Au premier abord, on ne peut s'empêcher de trouver plusieurs similitudes entre Gauvain Sers et Renaud : outre un prénom médiéval et une casquette vissée sur la tête qui rappelle la pochette du premier album de Renaud sorti en 1975, c'est surtout le goût pour la poésie et l'humour, le souci du détail dans la description du quotidien, les galeries de portraits toujours justes ("Le ventre du bus 96"). Et puis cette façon d'écrire si particulière comme le dialogue à la fin de "Mon rameau" (très beau duo avec la chanteuse Clio) qui fait inévitablement penser à ceux des "Charognards".

Mais ce serait réducteur de cantonner l'auteur de "Pourvu" ou "Hénin-Beaumont" à un simple héritier de celui de "Morgane de toi" ou "Hexagone". D'autres influences se font sentir, comme Ferrat pour la peinture de la ruralité avec "Sur ton tracteur", Leprest pour la musicalité des mots et à qui Gauvain Sers dédie une chanson, ou encore Jeunet pour l'attachement à l'enfance ("Dans la bagnole de mon père", "Comme si c'était hier")
On pense aussi à Prévert avec ces deux textes dits sans musique et où les mots sonnent entre poésie et réalisme pour nous évoquer le quotidien d'un SDF ou le repas dominical.

Plusieurs chansons sont déjà connues du public, mais ont été réarrangées. Robin Leduc signe une production sobre et efficace qui met en valeur les textes de Gauvain Sers. Sur certains morceaux une rythmique basse-batterie, parfois des cordes ou simplement un piano, mais surtout le fidèle Martial Bort aux guitares acoustiques et électriques, toujours aussi inspiré et subtil.

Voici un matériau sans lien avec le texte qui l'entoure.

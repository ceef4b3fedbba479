//! The global container instance and access functions.

use crate::container::Container;
use once_cell::sync::Lazy;

// Created on first access in a thread-safe manner.
static GLOBAL_CONTAINER: Lazy<Container> = Lazy::new(Container::default);

/// Provides a reference to the process-wide container.
///
/// # Examples
///
/// ```
/// use fibre_plug::{global, Component, Contract, DescriptorBuilder, Singleton};
///
/// trait Greeter: Send + Sync { fn greet(&self) -> String; }
/// impl Contract for dyn Greeter {}
///
/// struct English;
/// impl Greeter for English { fn greet(&self) -> String { "Hello!".into() } }
/// impl Component for English {
///   type Params = ();
///   fn construct(_: ()) -> Self { English }
///   fn describe(d: DescriptorBuilder<Self>) -> DescriptorBuilder<Self> { d.implements::<dyn Greeter>(|it| it) }
/// }
///
/// global().register::<dyn Greeter, English>(Singleton).unwrap();
/// assert_eq!(global().resolve::<dyn Greeter>().unwrap().greet(), "Hello!");
/// ```
pub fn global() -> &'static Container {
  &GLOBAL_CONTAINER
}
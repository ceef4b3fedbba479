//! Positional construction of implementation types from type-erased arguments.
//!
//! An [`Activator`] is derived once per implementation type. It captures the
//! constructor together with its parameter metadata (arity and parameter type
//! names), so that every later construction only has to downcast the supplied
//! [`Argument`]s and call through.

use crate::error::ConstructionError;

use std::any::{type_name, Any};
use std::fmt;
use std::sync::Arc;

/// A single type-erased constructor argument.
///
/// The argument remembers the name of the type it was created from so that
/// a mismatch against a constructor parameter can be reported precisely.
#[derive(Clone)]
pub struct Argument {
  value: Arc<dyn Any + Send + Sync>,
  type_name: &'static str,
}

impl Argument {
  pub fn new<T: Any + Send + Sync>(value: T) -> Self {
    Self {
      value: Arc::new(value),
      type_name: type_name::<T>(),
    }
  }

  /// The name of the type this argument holds.
  pub fn type_name(&self) -> &'static str {
    self.type_name
  }

  pub fn is<T: Any>(&self) -> bool {
    self.value.is::<T>()
  }

  pub fn downcast_ref<T: Any>(&self) -> Option<&T> {
    self.value.downcast_ref::<T>()
  }
}

impl fmt::Debug for Argument {
  fn fmt(&self, f: &mut fmt::Formatter<'_>) -> fmt::Result {
    write!(f, "Argument({})", self.type_name)
  }
}

/// The parameter list of a constructor.
///
/// Implemented for tuples of up to eight elements. Each element is taken from
/// the argument slice at its position and cloned out of the argument.
pub trait Params: Sized + 'static {
  /// Number of positional parameters.
  const ARITY: usize;

  /// Declared parameter type names, in positional order.
  fn type_names() -> Vec<&'static str>;

  /// Pulls every parameter out of `args`, failing on the first missing or
  /// mistyped position. Extra trailing arguments are ignored.
  fn extract(args: &[Argument]) -> Result<Self, ConstructionError>;
}

fn take<P: Any + Clone>(args: &[Argument], position: usize) -> Result<P, ConstructionError> {
  let expected = type_name::<P>();
  let argument = args
    .get(position)
    .ok_or(ConstructionError::MissingArgument { position, expected })?;

  argument
    .downcast_ref::<P>()
    .cloned()
    .ok_or(ConstructionError::ArgumentType {
      position,
      expected,
      found: argument.type_name(),
    })
}

macro_rules! impl_params {
  ($arity:expr; $($param:ident => $position:tt),*) => {
    impl<$($param: Any + Clone + Send + Sync),*> Params for ($($param,)*) {
      const ARITY: usize = $arity;

      fn type_names() -> Vec<&'static str> {
        vec![$(type_name::<$param>()),*]
      }

      #[allow(unused_variables)]
      fn extract(args: &[Argument]) -> Result<Self, ConstructionError> {
        Ok(($(take::<$param>(args, $position)?,)*))
      }
    }
  };
}

impl_params!(0;);
impl_params!(1; A => 0);
impl_params!(2; A => 0, B => 1);
impl_params!(3; A => 0, B => 1, C => 2);
impl_params!(4; A => 0, B => 1, C => 2, D => 3);
impl_params!(5; A => 0, B => 1, C => 2, D => 3, E => 4);
impl_params!(6; A => 0, B => 1, C => 2, D => 3, E => 4, F => 5);
impl_params!(7; A => 0, B => 1, C => 2, D => 3, E => 4, F => 5, G => 6);
impl_params!(8; A => 0, B => 1, C => 2, D => 3, E => 4, F => 5, G => 6, H => 7);

type ConstructFn =
  dyn Fn(&[Argument]) -> Result<Arc<dyn Any + Send + Sync>, ConstructionError> + Send + Sync;

/// A reusable construction function for one implementation type.
#[derive(Clone)]
pub struct Activator {
  construct: Arc<ConstructFn>,
  parameters: Arc<[&'static str]>,
  produces: &'static str,
}

impl Activator {
  /// Derives an activator from a constructor taking a parameter tuple.
  pub fn new<T, P>(constructor: impl Fn(P) -> T + Send + Sync + 'static) -> Self
  where
    T: Any + Send + Sync,
    P: Params,
  {
    Self {
      construct: Arc::new(move |args: &[Argument]| {
        let params = P::extract(args)?;
        Ok(Arc::new(constructor(params)) as Arc<dyn Any + Send + Sync>)
      }),
      parameters: P::type_names().into(),
      produces: type_name::<T>(),
    }
  }

  pub fn arity(&self) -> usize {
    self.parameters.len()
  }

  /// Declared parameter type names, in positional order.
  pub fn parameters(&self) -> &[&'static str] {
    &self.parameters
  }

  /// Builds a new value from `args`.
  ///
  /// The returned `Arc` holds the concrete implementation type.
  pub fn invoke(&self, args: &[Argument]) -> Result<Arc<dyn Any + Send + Sync>, ConstructionError> {
    (self.construct)(args)
  }
}

impl fmt::Debug for Activator {
  fn fmt(&self, f: &mut fmt::Formatter<'_>) -> fmt::Result {
    f.debug_struct("Activator")
      .field("produces", &self.produces)
      .field("parameters", &self.parameters)
      .finish()
  }
}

Les mélodies de la chanson titre ou "Dans mes poches" sont en passe de devenir des tubes, et la succulente mise en abyme de "Quand elle appelle sa mère" devrait plaire aux nouveaux auditeurs autant qu'elle faisait déjà rire le public.
L'album se clôt, empreint de gravité, par la très belle et tristement actuelle "Mon fils est parti au Djihad". Après la légèreté, l'humour et la poésie, Gauvain Sers nous rappelle qu'il est aussi un auteur sensible et profondément attaché à l'humain.
Assurément, une plume qui sait conter, et avec qui il va falloir compter.